---------- STORED DATA

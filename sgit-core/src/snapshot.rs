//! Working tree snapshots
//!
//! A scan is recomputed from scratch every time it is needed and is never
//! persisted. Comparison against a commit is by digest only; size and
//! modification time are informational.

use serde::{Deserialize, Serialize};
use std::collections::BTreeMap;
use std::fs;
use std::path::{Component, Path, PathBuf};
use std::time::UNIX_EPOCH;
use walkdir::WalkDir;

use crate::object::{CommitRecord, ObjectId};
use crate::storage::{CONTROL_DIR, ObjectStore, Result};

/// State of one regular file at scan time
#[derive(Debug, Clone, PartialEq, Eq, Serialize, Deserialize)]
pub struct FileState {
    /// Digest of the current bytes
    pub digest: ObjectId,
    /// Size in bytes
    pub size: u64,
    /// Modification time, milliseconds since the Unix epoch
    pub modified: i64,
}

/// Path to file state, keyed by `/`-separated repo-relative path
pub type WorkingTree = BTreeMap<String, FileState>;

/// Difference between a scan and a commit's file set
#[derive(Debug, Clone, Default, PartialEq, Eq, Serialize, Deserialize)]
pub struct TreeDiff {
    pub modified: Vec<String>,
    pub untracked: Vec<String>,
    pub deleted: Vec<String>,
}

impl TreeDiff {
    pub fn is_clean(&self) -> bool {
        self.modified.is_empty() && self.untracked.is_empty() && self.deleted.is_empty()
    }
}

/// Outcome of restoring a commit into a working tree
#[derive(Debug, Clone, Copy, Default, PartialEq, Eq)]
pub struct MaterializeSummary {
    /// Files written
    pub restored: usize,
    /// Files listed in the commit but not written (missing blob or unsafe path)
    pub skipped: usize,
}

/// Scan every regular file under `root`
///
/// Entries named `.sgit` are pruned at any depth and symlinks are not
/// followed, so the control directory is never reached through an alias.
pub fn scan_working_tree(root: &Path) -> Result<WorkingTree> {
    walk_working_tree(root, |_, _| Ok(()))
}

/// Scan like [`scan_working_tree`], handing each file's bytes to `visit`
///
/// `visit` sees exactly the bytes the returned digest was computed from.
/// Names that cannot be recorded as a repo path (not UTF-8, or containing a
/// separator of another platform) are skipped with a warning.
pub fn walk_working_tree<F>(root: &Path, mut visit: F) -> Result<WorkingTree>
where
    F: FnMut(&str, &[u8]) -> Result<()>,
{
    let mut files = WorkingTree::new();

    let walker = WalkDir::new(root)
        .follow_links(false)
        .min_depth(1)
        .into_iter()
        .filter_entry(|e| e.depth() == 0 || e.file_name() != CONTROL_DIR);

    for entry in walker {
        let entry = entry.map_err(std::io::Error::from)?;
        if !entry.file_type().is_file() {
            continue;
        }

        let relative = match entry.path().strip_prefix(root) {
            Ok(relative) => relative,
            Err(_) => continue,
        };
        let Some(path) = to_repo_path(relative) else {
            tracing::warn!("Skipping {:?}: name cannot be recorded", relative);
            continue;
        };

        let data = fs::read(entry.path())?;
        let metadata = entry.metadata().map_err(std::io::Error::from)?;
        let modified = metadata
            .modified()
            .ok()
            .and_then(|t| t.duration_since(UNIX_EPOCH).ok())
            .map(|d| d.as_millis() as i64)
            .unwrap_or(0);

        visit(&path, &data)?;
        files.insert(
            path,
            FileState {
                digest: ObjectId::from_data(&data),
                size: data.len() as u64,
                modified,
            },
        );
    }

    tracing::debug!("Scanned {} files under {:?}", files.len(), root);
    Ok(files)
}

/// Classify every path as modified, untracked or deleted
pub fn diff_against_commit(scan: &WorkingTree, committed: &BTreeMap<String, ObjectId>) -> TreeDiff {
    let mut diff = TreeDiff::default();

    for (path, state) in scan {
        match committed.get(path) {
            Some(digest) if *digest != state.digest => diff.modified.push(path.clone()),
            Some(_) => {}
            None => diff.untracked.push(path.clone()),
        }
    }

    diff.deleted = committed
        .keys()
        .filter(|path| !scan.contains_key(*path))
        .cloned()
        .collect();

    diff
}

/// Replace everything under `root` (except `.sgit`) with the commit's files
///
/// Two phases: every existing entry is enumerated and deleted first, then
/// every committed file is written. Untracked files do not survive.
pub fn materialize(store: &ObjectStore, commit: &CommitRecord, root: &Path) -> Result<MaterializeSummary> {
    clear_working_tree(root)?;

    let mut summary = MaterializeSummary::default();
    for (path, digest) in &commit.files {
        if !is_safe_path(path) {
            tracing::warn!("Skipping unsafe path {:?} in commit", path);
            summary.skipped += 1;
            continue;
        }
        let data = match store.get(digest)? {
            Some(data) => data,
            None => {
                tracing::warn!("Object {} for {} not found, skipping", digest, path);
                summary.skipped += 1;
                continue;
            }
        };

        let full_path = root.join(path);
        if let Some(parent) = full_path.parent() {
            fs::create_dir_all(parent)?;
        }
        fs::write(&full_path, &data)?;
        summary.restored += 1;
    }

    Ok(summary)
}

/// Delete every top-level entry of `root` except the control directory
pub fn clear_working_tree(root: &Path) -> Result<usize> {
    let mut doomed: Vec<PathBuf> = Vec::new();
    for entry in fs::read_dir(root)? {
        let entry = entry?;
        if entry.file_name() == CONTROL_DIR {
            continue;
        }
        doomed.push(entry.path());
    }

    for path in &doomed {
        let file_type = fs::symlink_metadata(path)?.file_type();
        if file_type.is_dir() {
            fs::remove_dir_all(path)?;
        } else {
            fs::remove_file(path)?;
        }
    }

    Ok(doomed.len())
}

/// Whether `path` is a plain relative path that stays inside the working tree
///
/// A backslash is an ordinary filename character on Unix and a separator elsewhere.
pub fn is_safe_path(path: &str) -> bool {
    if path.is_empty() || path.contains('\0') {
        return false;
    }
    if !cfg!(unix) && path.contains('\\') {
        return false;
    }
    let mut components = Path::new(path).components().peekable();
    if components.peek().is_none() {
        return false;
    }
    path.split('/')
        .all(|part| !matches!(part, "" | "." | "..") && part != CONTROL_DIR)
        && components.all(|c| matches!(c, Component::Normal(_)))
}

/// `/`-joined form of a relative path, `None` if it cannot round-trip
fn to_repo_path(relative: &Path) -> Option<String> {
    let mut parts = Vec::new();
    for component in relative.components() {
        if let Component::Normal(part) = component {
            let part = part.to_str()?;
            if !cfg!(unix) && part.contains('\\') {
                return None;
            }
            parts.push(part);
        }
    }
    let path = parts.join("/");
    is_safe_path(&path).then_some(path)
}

--------------------

**PROBLEM TO WORK ON:** State how many lines of the data contain the word "Error". Nothing besides the number belongs in the reply.

**SOLUTION:** 2